If You Don’t Win, Change the Rules

This works both ways because both parties are at work on such projects, but this is the latest version of GOP revisions.

Republicans have a new strategy for 2016: Change the rules of presidential elections in order to swing the electoral college in the GOP’s favor.

On Wednesday, Virginia’s Republican-controlled legislature became one of the first to advance a bill that would allocate electoral votes by congressional district. Last week, Republican National Committee Chairman Reince Priebus endorsed pushing through similar proposals in other states with Republican legislative majorities.

The strategy would have states alter the way they translate individual votes into electors — thereby giving Republican candidates an advantage. Had the 2012 election been apportioned in every state according to these new Republicans plans, Romney would have led Obama by at least 11 electoral votes. Here’s how:

In the 2012 election, President Barack Obama defeated Mitt Romney by 126 electoral votes.

About Scot McKnight

Scot McKnight is a recognized authority on the New Testament, early Christianity, and the historical Jesus. McKnight, author of more than forty books, is the Professor of New Testament at Northern Seminary in Lombard, IL.

  • Richard

    Scot, what Democrat projects are on-going to affect the rules of the electoral college? I’m aware of gerrymandering attempts by both sides but not rule changes to the electoral college.

    I understand the desire to say ‘both sides do this’ to avoid the howls of partisanship but I’m not aware of any Democrat push to change the way electoral college votes are awarded. Nor am I aware of the GOP ever before being as brazen and nakedly cynical in explaining why they’re doing what they’re doing.

  • Steve Sherwood

    I agree with Richard. Redistricting efforts seem to be a constant in state houses regardless of party, but I have not heard of any Dem. controlled states that are trying to change their state’s approach to the electoral college . If the Republican controlled states that are trying to do this succeed, my guess is that will begin the end of the electoral college altogether. People will perceive those changes to be fundamentally unfair. If the 6 states looking to do this had done this all of them, in which Obama won the popular vote, would have gone for Romney and the election (in which Obama won the popular vote by just under 4% would have been razor thin).

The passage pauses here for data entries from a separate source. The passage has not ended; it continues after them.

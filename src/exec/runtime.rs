// src/exec/runtime.rs

use std::fmt;

use tokio::sync::mpsc;
use tracing::{debug, info, warn};

use crate::errors::Result;
use crate::exec::scheduler::{NodeState, ScheduledCommand, Scheduler, SchedulerStep};
use crate::exec::{ExecutorBackend, RuntimeEvent};

/// Aggregate result of one full run.
#[derive(Debug, Clone)]
pub struct RunSummary {
    /// Labels of tasks that ran and succeeded.
    pub executed: Vec<String>,
    /// Labels of tasks skipped because their outputs were up to date.
    pub skipped: Vec<String>,
    /// Failed tasks as (label, reason) pairs, in failure order.
    pub failed: Vec<(String, String)>,
    /// Labels of tasks cancelled because an upstream task failed.
    pub cancelled: Vec<String>,
    /// Whether the run stopped early on a shutdown request.
    pub interrupted: bool,
}

impl RunSummary {
    pub fn is_success(&self) -> bool {
        self.failed.is_empty() && self.cancelled.is_empty() && !self.interrupted
    }
}

/// Drives the scheduler in response to `RuntimeEvent`s and delegates actual
/// command execution to an `ExecutorBackend`.
///
/// This is a pure IO shell around [`Scheduler`], which contains all the
/// scheduling semantics. This struct handles async IO: reading completion
/// events from the channel and dispatching admitted commands to the executor.
pub struct Runtime<E: ExecutorBackend> {
    scheduler: Scheduler,
    event_rx: mpsc::Receiver<RuntimeEvent>,
    executor: E,
}

impl<E: ExecutorBackend> fmt::Debug for Runtime<E> {
    fn fmt(&self, f: &mut fmt::Formatter<'_>) -> fmt::Result {
        f.debug_struct("Runtime")
            .field("scheduler", &self.scheduler)
            .finish_non_exhaustive()
    }
}

impl<E: ExecutorBackend> Runtime<E> {
    pub fn new(
        scheduler: Scheduler,
        event_rx: mpsc::Receiver<RuntimeEvent>,
        executor: E,
    ) -> Self {
        Self {
            scheduler,
            event_rx,
            executor,
        }
    }

    /// Main event loop.
    ///
    /// Dispatches the initial ready set, then consumes completion events and
    /// feeds them into the scheduler until every task is terminal or a
    /// shutdown is requested.
    pub async fn run(mut self) -> Result<RunSummary> {
        info!("runtime started");

        let step = self.scheduler.start();
        let finished = step.finished;
        self.apply_step(step).await?;

        let mut interrupted = false;

        if !finished {
            loop {
                let event = match self.event_rx.recv().await {
                    Some(e) => e,
                    None => {
                        warn!("runtime event channel closed before run finished");
                        interrupted = true;
                        break;
                    }
                };

                debug!(?event, "runtime received event");

                match event {
                    RuntimeEvent::TaskCompleted { id, outcome } => {
                        let step = self.scheduler.handle_completion(id, outcome);
                        let finished = step.finished;
                        self.apply_step(step).await?;
                        if finished {
                            break;
                        }
                    }
                    RuntimeEvent::ShutdownRequested => {
                        info!("shutdown requested; stopping runtime");
                        interrupted = true;
                        break;
                    }
                }
            }
        }

        info!("runtime exiting");
        Ok(self.summarize(interrupted))
    }

    async fn apply_step(&mut self, step: SchedulerStep) -> Result<()> {
        for label in step.newly_failed.iter() {
            debug!(task = %label, "task will not complete");
        }
        self.spawn_ready(step.to_dispatch).await
    }

    async fn spawn_ready(&mut self, commands: Vec<ScheduledCommand>) -> Result<()> {
        if commands.is_empty() {
            return Ok(());
        }

        let labels: Vec<_> = commands.iter().map(|c| c.label.as_str()).collect();
        debug!(?labels, "spawning ready tasks");

        self.executor.spawn_ready_tasks(commands).await
    }

    fn summarize(&self, interrupted: bool) -> RunSummary {
        RunSummary {
            executed: self.scheduler.labels_in_state(NodeState::Succeeded),
            skipped: self.scheduler.labels_in_state(NodeState::Skipped),
            failed: self
                .scheduler
                .failures()
                .map(|(node, reason)| (node.label(), reason.to_string()))
                .collect(),
            cancelled: self.scheduler.labels_in_state(NodeState::Cancelled),
            interrupted,
        }
    }
}
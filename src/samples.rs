// src/samples.rs

//! The sample registry: parsed sample records and column-based lookups.
//!
//! Records keep the sheet's original ordering. Lookups take a tagged
//! [`Selector`] instead of inspecting the predicate's type at runtime.

use crate::config::SampleConfig;
use crate::errors::{PipelineError, Result};

/// Read layout of a sample, derived from its populated reads fields.
#[derive(Debug, Clone, Copy, PartialEq, Eq)]
pub enum ReadLayout {
    /// Only `reads` is set.
    Single,
    /// Both `reads` and `reads2` are set.
    Paired,
}

/// Column match criterion for [`SampleRegistry::lookup`].
pub enum Selector<'a> {
    /// Field value equals this string exactly.
    Exact(&'a str),
    /// Field value satisfies this test.
    Predicate(&'a dyn Fn(&str) -> bool),
}

impl<'a> Selector<'a> {
    fn matches(&self, value: &str) -> bool {
        match self {
            Selector::Exact(expected) => value == *expected,
            Selector::Predicate(test) => test(value),
        }
    }
}

/// One immutable sample record.
#[derive(Debug, Clone)]
pub struct SampleRecord {
    pub name: String,
    pub reads: Option<String>,
    pub reads2: Option<String>,
    pub extra: std::collections::BTreeMap<String, String>,
}

impl SampleRecord {
    /// Value of a named column, or `None` if the column does not exist on
    /// this record. The reads columns always exist and read as empty strings
    /// when unset, matching sheet semantics.
    pub fn field(&self, column: &str) -> Option<&str> {
        match column {
            "name" => Some(&self.name),
            "reads" => Some(self.reads.as_deref().unwrap_or("")),
            "reads2" => Some(self.reads2.as_deref().unwrap_or("")),
            other => self.extra.get(other).map(|s| s.as_str()),
        }
    }

    /// Read layout. The registry constructor rejects records with zero
    /// populated reads fields, so this cannot fail after construction.
    pub fn layout(&self) -> ReadLayout {
        if self.reads2.as_deref().is_some_and(|s| !s.is_empty()) {
            ReadLayout::Paired
        } else {
            ReadLayout::Single
        }
    }

    /// Populated reads file names, first mate first.
    pub fn reads_files(&self) -> Vec<&str> {
        [self.reads.as_deref(), self.reads2.as_deref()]
            .into_iter()
            .flatten()
            .filter(|s| !s.is_empty())
            .collect()
    }
}

/// Ordered, immutable set of sample records.
#[derive(Debug, Clone)]
pub struct SampleRegistry {
    records: Vec<SampleRecord>,
}

impl SampleRegistry {
    /// Build the registry from validated `[[sample]]` config tables.
    pub fn from_config(samples: &[SampleConfig]) -> Result<Self> {
        let records = samples
            .iter()
            .map(|s| {
                let record = SampleRecord {
                    name: s.name.clone(),
                    reads: s.reads.clone().filter(|r| !r.is_empty()),
                    reads2: s.reads2.clone().filter(|r| !r.is_empty()),
                    extra: s.extra.clone(),
                };
                if record.reads.is_none() {
                    return Err(PipelineError::SchemaError(format!(
                        "sample '{}' has no populated reads field",
                        record.name
                    )));
                }
                Ok(record)
            })
            .collect::<Result<Vec<_>>>()?;

        Ok(Self { records })
    }

    pub fn is_empty(&self) -> bool {
        self.records.is_empty()
    }

    pub fn len(&self) -> usize {
        self.records.len()
    }

    /// Sample names in sheet order.
    pub fn names(&self) -> impl Iterator<Item = &str> {
        self.records.iter().map(|r| r.name.as_str())
    }

    pub fn iter(&self) -> impl Iterator<Item = &SampleRecord> {
        self.records.iter()
    }

    pub fn get(&self, name: &str) -> Option<&SampleRecord> {
        self.records.iter().find(|r| r.name == name)
    }

    /// Read layout of a named sample.
    pub fn layout_of(&self, name: &str) -> Option<ReadLayout> {
        self.get(name).map(|r| r.layout())
    }

    /// Values of `fields` from every record whose `column` matches the
    /// selector, flattened in sheet order.
    ///
    /// Fails with a `SchemaError` if `column` exists on no record; an empty
    /// result for an existing column is not an error.
    pub fn lookup(&self, column: &str, selector: Selector<'_>, fields: &[&str]) -> Result<Vec<String>> {
        if !self.records.iter().any(|r| r.field(column).is_some()) {
            return Err(PipelineError::SchemaError(format!(
                "sample sheet has no column '{}'",
                column
            )));
        }

        let mut values = Vec::new();
        for record in &self.records {
            let matched = record
                .field(column)
                .is_some_and(|value| selector.matches(value));
            if !matched {
                continue;
            }
            for field in fields {
                if let Some(value) = record.field(field) {
                    values.push(value.to_string());
                }
            }
        }
        Ok(values)
    }
}
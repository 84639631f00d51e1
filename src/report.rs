// src/report.rs

//! Change reporting over the expected output files of a run.
//!
//! A snapshot of modification times is taken before execution; afterwards the
//! same file list is probed again and every file that appeared or changed is
//! reported. Skipped tasks leave their outputs untouched, so the report only
//! names files actually (re)generated by this run.

use std::path::PathBuf;
use std::time::SystemTime;

use crate::fs::FileSystem;

/// Pre-run mtime snapshot of the expected files, in required-file order.
#[derive(Debug)]
pub struct ChangeReporter {
    entries: Vec<(PathBuf, Option<SystemTime>)>,
}

impl ChangeReporter {
    /// Record the current state of every expected file. Absent files are
    /// recorded as `None`.
    pub fn snapshot(files: &[PathBuf], fs: &dyn FileSystem) -> Self {
        let entries = files
            .iter()
            .map(|file| (file.clone(), fs.mtime(file).ok()))
            .collect();
        Self { entries }
    }

    /// Files that now exist and either did not exist at snapshot time or
    /// carry a different mtime. Order matches the snapshot.
    pub fn changed_files(&self, fs: &dyn FileSystem) -> Vec<PathBuf> {
        self.entries
            .iter()
            .filter(|(file, before)| match fs.mtime(file) {
                Ok(now) => before.map_or(true, |then| then != now),
                Err(_) => false,
            })
            .map(|(file, _)| file.clone())
            .collect()
    }
}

    This seems both Machiavellian and short-sighted on the GOP’s part. I also think that to be true about the voter ID/voter suppression efforts in many of the same states.

  • scotmcknight

    Richard, “re-districting” is the name of the game.

  • http://deadheroesdontsave.com/ Mike B

    After reading the two comments think it needs to be made clear that no one is trying to get rid of the electoral college in VA or anywhere else. The proposal in VA would only divide up the electoral votes for the state of VA so that the winner of the popular vote would not get them all. This is similar to systems used already in Nebraska and Maine.

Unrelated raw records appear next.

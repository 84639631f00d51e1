// tests/scheduler_staleness.rs

//! Scheduler semantics exercised synchronously against a mock filesystem.

use std::sync::Arc;

use seqflow::exec::{
    NodeState, ResourceBudget, Scheduler, SchedulerStep, TaskFailure, TaskOutcome,
};
use seqflow::fs::MockFileSystem;
use seqflow::graph::{build_graph, Resources, RuleTemplate, TaskGraph, TaskId};
use seqflow_test_utils::builders::{ConfigBuilder, PipelineFixture};
use seqflow_test_utils::init_tracing;

fn graph_of(catalog: Vec<RuleTemplate>) -> Arc<TaskGraph> {
    let fixture = PipelineFixture::from_config(
        ConfigBuilder::new().paired_sample("alpha", "a").build(),
    );
    Arc::new(
        build_graph(&catalog, &fixture.layout, &fixture.samples, &fixture.analyses)
            .expect("graph builds"),
    )
}

fn step(name: &str, input: &str, output: &str) -> RuleTemplate {
    RuleTemplate::singleton(name)
        .input(input)
        .output(output)
        .cmd("true")
        .log(format!("logs/{name}.log"))
        .build()
}

fn sized_step(name: &str, input: &str, output: &str, memory_mb: u64, threads: u32) -> RuleTemplate {
    RuleTemplate::singleton(name)
        .input(input)
        .output(output)
        .cmd("true")
        .log(format!("logs/{name}.log"))
        .resources(Resources { memory_mb, threads })
        .build()
}

fn id_of(graph: &TaskGraph, rule: &str) -> TaskId {
    graph
        .nodes()
        .iter()
        .find(|n| n.rule == rule)
        .map(|n| n.id)
        .unwrap_or_else(|| panic!("no task for rule '{rule}'"))
}

fn all_ids(graph: &TaskGraph) -> Vec<TaskId> {
    (0..graph.len()).collect()
}

fn big_budget() -> ResourceBudget {
    ResourceBudget {
        memory_mb: 1 << 20,
        threads: 1 << 10,
    }
}

fn dispatched(step: &SchedulerStep) -> Vec<String> {
    step.to_dispatch.iter().map(|c| c.label.clone()).collect()
}

#[test]
fn fresh_outputs_skip_the_whole_run() {
    init_tracing();
    let graph = graph_of(vec![
        step("extract", "in.txt", "a.out"),
        step("transform", "a.out", "b.out"),
        step("publish", "b.out", "c.out"),
    ]);
    let fs = MockFileSystem::new();
    fs.touch("in.txt", 1);
    fs.touch("a.out", 2);
    fs.touch("b.out", 3);
    fs.touch("c.out", 4);

    let mut scheduler =
        Scheduler::new(graph.clone(), all_ids(&graph), big_budget(), Arc::new(fs));
    let step = scheduler.start();

    assert!(step.to_dispatch.is_empty());
    assert!(step.finished);
    assert_eq!(scheduler.labels_in_state(NodeState::Skipped).len(), 3);
    assert!(!scheduler.any_failed());
}

#[test]
fn equal_mtimes_count_as_fresh() {
    init_tracing();
    let graph = graph_of(vec![step("extract", "in.txt", "a.out")]);
    let fs = MockFileSystem::new();
    fs.touch("in.txt", 5);
    fs.touch("a.out", 5);

    let mut scheduler =
        Scheduler::new(graph.clone(), all_ids(&graph), big_budget(), Arc::new(fs));
    let step = scheduler.start();

    assert!(step.to_dispatch.is_empty());
    assert!(step.finished);
}

#[test]
fn missing_output_reruns_the_producer_and_its_dependents() {
    init_tracing();
    let graph = graph_of(vec![
        step("extract", "in.txt", "a.out"),
        step("transform", "a.out", "b.out"),
        step("publish", "b.out", "c.out"),
    ]);
    let transform = id_of(&graph, "transform");
    let publish = id_of(&graph, "publish");

    let fs = MockFileSystem::new();
    fs.touch("in.txt", 1);
    fs.touch("a.out", 2);
    // b.out was deleted; c.out is present but will be older than the fresh b.out.
    fs.touch("c.out", 4);

    let mut scheduler = Scheduler::new(
        graph.clone(),
        all_ids(&graph),
        big_budget(),
        Arc::new(fs.clone()),
    );

    let step = scheduler.start();
    assert_eq!(dispatched(&step), vec!["transform"]);
    assert_eq!(scheduler.state_of(id_of(&graph, "extract")), Some(NodeState::Skipped));

    fs.touch("b.out", 10);
    let step = scheduler.handle_completion(transform, TaskOutcome::Success);
    assert_eq!(dispatched(&step), vec!["publish"]);

    fs.touch("c.out", 11);
    let step = scheduler.handle_completion(publish, TaskOutcome::Success);
    assert!(step.finished);
    assert_eq!(
        scheduler.labels_in_state(NodeState::Succeeded),
        vec!["transform", "publish"]
    );
}

#[test]
fn stale_input_newer_than_output_triggers_a_rerun() {
    init_tracing();
    let graph = graph_of(vec![step("extract", "in.txt", "a.out")]);
    let fs = MockFileSystem::new();
    fs.touch("in.txt", 9);
    fs.touch("a.out", 3);

    let mut scheduler =
        Scheduler::new(graph.clone(), all_ids(&graph), big_budget(), Arc::new(fs));
    let step = scheduler.start();
    assert_eq!(dispatched(&step), vec!["extract"]);
}

#[test]
fn failure_cancels_the_downstream_closure_only() {
    init_tracing();
    let graph = graph_of(vec![
        step("extract", "in.txt", "a.out"),
        step("left", "a.out", "left.out"),
        step("right", "a.out", "right.out"),
        RuleTemplate::singleton("join")
            .input("left.out")
            .input("right.out")
            .output("joined.out")
            .cmd("true")
            .log("logs/join.log")
            .build(),
        step("sibling", "in.txt", "sibling.out"),
    ]);
    let extract = id_of(&graph, "extract");
    let sibling = id_of(&graph, "sibling");

    let fs = MockFileSystem::new();
    fs.touch("in.txt", 1);

    let mut scheduler =
        Scheduler::new(graph.clone(), all_ids(&graph), big_budget(), Arc::new(fs));
    let step = scheduler.start();
    let mut launched = dispatched(&step);
    launched.sort();
    assert_eq!(launched, vec!["extract", "sibling"]);

    let step = scheduler.handle_completion(
        extract,
        TaskOutcome::Failed(TaskFailure::NonZeroExit(2)),
    );
    let mut failed = step.newly_failed.clone();
    failed.sort();
    assert_eq!(failed, vec!["extract", "join", "left", "right"]);
    assert!(!step.finished, "the sibling is still running");

    let step = scheduler.handle_completion(sibling, TaskOutcome::Success);
    assert!(step.finished);
    assert_eq!(scheduler.labels_in_state(NodeState::Succeeded), vec!["sibling"]);
    assert_eq!(
        scheduler.labels_in_state(NodeState::Cancelled),
        vec!["left", "right", "join"]
    );

    let failures: Vec<_> = scheduler.failures().collect();
    assert_eq!(failures.len(), 1);
    assert_eq!(failures[0].0.rule, "extract");
    assert!(failures[0].1.contains("status 2"));
}

#[test]
fn missing_leaf_input_fails_without_dispatching() {
    init_tracing();
    let graph = graph_of(vec![
        step("extract", "absent.txt", "a.out"),
        step("transform", "a.out", "b.out"),
    ]);

    let fs = MockFileSystem::new();

    let mut scheduler =
        Scheduler::new(graph.clone(), all_ids(&graph), big_budget(), Arc::new(fs));
    let step = scheduler.start();

    assert!(step.to_dispatch.is_empty());
    assert!(step.finished);
    assert_eq!(step.newly_failed, vec!["extract", "transform"]);

    let failures: Vec<_> = scheduler.failures().collect();
    assert_eq!(failures.len(), 1);
    assert!(failures[0].1.contains("absent.txt"));
}

#[test]
fn admission_respects_the_resource_budget() {
    init_tracing();
    let graph = graph_of(vec![
        sized_step("one", "in.txt", "one.out", 1024, 1),
        sized_step("two", "in.txt", "two.out", 1024, 1),
        sized_step("three", "in.txt", "three.out", 1024, 1),
    ]);
    let fs = MockFileSystem::new();
    fs.touch("in.txt", 1);

    let budget = ResourceBudget {
        memory_mb: 2048,
        threads: 8,
    };
    let mut scheduler = Scheduler::new(graph.clone(), all_ids(&graph), budget, Arc::new(fs));

    let step = scheduler.start();
    assert_eq!(step.to_dispatch.len(), 2, "only two reservations fit");
    let first = step.to_dispatch[0].id;

    let step = scheduler.handle_completion(first, TaskOutcome::Success);
    assert_eq!(step.to_dispatch.len(), 1, "freed budget admits the third");
}

#[test]
fn oversized_reservations_fail_instead_of_stalling_the_run() {
    init_tracing();
    let graph = graph_of(vec![
        sized_step("huge", "in.txt", "huge.out", 4096, 1),
        step("after", "huge.out", "after.out"),
    ]);
    let fs = MockFileSystem::new();
    fs.touch("in.txt", 1);

    let budget = ResourceBudget {
        memory_mb: 2048,
        threads: 8,
    };
    let mut scheduler = Scheduler::new(graph.clone(), all_ids(&graph), budget, Arc::new(fs));

    let step = scheduler.start();
    assert!(step.to_dispatch.is_empty());
    assert!(step.finished, "no completion event will ever arrive");
    assert_eq!(step.newly_failed, vec!["huge", "after"]);

    let failures: Vec<_> = scheduler.failures().collect();
    assert_eq!(failures.len(), 1);
    assert!(failures[0].1.contains("4096") && failures[0].1.contains("2048"));
    assert_eq!(
        scheduler.state_of(id_of(&graph, "after")),
        Some(NodeState::Cancelled)
    );
}

#[test]
fn admission_prefers_tasks_unblocking_more_work() {
    init_tracing();
    let graph = graph_of(vec![
        sized_step("chain_head", "in.txt", "chain1.out", 1024, 1),
        sized_step("chain_mid", "chain1.out", "chain2.out", 1024, 1),
        sized_step("chain_tail", "chain2.out", "chain3.out", 1024, 1),
        sized_step("loner", "in.txt", "loner.out", 1024, 1),
    ]);
    let fs = MockFileSystem::new();
    fs.touch("in.txt", 1);

    // Room for a single task at a time.
    let budget = ResourceBudget {
        memory_mb: 1024,
        threads: 8,
    };
    let mut scheduler = Scheduler::new(graph.clone(), all_ids(&graph), budget, Arc::new(fs));

    let step = scheduler.start();
    assert_eq!(dispatched(&step), vec!["chain_head"]);
}

#[test]
fn tasks_outside_the_pruned_set_are_ignored() {
    init_tracing();
    let graph = graph_of(vec![
        step("wanted", "in.txt", "wanted.out"),
        step("unwanted", "in.txt", "unwanted.out"),
    ]);
    let wanted = id_of(&graph, "wanted");

    let fs = MockFileSystem::new();
    fs.touch("in.txt", 1);

    let mut scheduler =
        Scheduler::new(graph.clone(), vec![wanted], big_budget(), Arc::new(fs));
    let step = scheduler.start();
    assert_eq!(dispatched(&step), vec!["wanted"]);

    let step = scheduler.handle_completion(wanted, TaskOutcome::Success);
    assert!(step.finished);
    assert_eq!(scheduler.state_of(id_of(&graph, "unwanted")), None);
}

    BTW: the VA gov and AG both oppose this idea so likely going no where.

    Finally, plans to divide electoral college votes was introduced by Dems in VA before 2008. :)
    http://tpmdc.talkingpointsmemo.com/2013/01/virginia-democrats-electoral-vote-split.php?ref=fpnewsfeed

  • http://deadheroesdontsave.com/ Mike B

    After reading the two comments think it needs to be made clear that no one is trying to get rid of the electoral college in VA or anywhere else. The proposal in VA would only divide up the electoral votes for the state of VA so that the winner of the popular vote would not get them all. This is similar to systems used already in Nebraska and Maine.

    BTW: the VA gov and AG both oppose this idea so likely going no where.

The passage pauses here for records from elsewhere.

fn add_salmon_rules(
    catalog: &mut Vec<RuleTemplate>,
    cfg: &ConfigFile,
    branches: &BranchSelection,
    layout: &Layout,
    samples: &SampleRegistry,
    gtf: &str,
    cdna: &str,
    res: &dyn Fn(&str) -> Resources,
) {
    let salmon_index = cfg.tool("salmon_index");
    let salmon_quant = cfg.tool("salmon_quant");
    let rscript = cfg.tool("Rscript");
    let scripts = s(cfg.locations.scripts_dir.clone());
    let index_dir = s(layout.salmon_index_dir.clone());

    let index_res = res("salmon_index");
    let mut index_rule = RuleTemplate::singleton("salmon_index")
        .input(cdna)
        .input(layout.annotation_stats());
    for file in layout.salmon_index_files() {
        index_rule = index_rule.output(file);
    }
    catalog.push(
        index_rule
            .cmd(format!(
                "{salmon_index} -t {{input0}} -i {index_dir} -p {}",
                index_res.threads
            ))
            .log(s(layout.log_dir.join("salmon").join("salmon_index.log")))
            .resources(index_res)
            .build(),
    );

    let quant_res = res("salmon_quant");
    let outfolder = s(layout.salmon_dir.join("{sample}"));
    let tail = format!("-o {outfolder} --seqBias --gcBias");
    catalog.push(
        RuleTemplate::per_sample("salmon_quant")
            .trimmed_reads()
            .input(gtf)
            .input(layout.salmon_index_marker())
            .output(layout.quant_sf("{sample}"))
            .output(layout.quant_genes_sf("{sample}"))
            .output(layout.flen_dist("{sample}"))
            .cmd(format!(
                "{salmon_quant} -i {index_dir} -l A -p {} -1 {{input0}} -2 {{input1}} {tail} -g {{input2}}",
                quant_res.threads
            ))
            .cmd_single(format!(
                "{salmon_quant} -i {index_dir} -l A -p {} -r {{input0}} {tail} -g {{input1}}",
                quant_res.threads
            ))
            .log(s(layout.log_dir.join("salmon").join("salmon_quant_{sample}.log")))
            .resources(quant_res)
            .build(),
    );

    let mut counts_rule = RuleTemplate::singleton("counts_from_salmon");
    for name in samples.names() {
        counts_rule = counts_rule.input(layout.quant_sf(name));
    }
    for name in samples.names() {
        counts_rule = counts_rule.input(layout.quant_genes_sf(name));
    }
    counts_rule = counts_rule.input(layout.col_data());
    for level in branches.quant.iter() {
        counts_rule = counts_rule.output(layout.salmon_raw_counts(*level));
        counts_rule = counts_rule.output(layout.salmon_tpm_counts(*level));
    }
    catalog.push(
        counts_rule
            .cmd(format!(
                "{rscript} {scripts}/counts_matrix_from_SALMON.R {} {} {}",
                s(layout.salmon_dir.clone()),
                s(layout.counts_dir.clone()),
                layout.col_data()
            ))
            .log(s(layout.log_dir.join("salmon").join("salmon_import_counts.log")))
            .resources(res("counts_from_salmon"))
            .build(),
    );
}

    Finally, plans to divide electoral college votes was introduced by Dems in VA before 2008. :)
    http://tpmdc.talkingpointsmemo.com/2013/01/virginia-democrats-electoral-vote-split.php?ref=fpnewsfeed

  • Robin

    I would say the Democratic calls right after the election to dump the electoral college in favor of a national popular vote would have been the equivalent. We have a status quo, some people wanted to change the status quo to benefit Republicans, some wanted to dump the status quo in order to favor Democrats. The motives and outcomes of both groups are reciprocal.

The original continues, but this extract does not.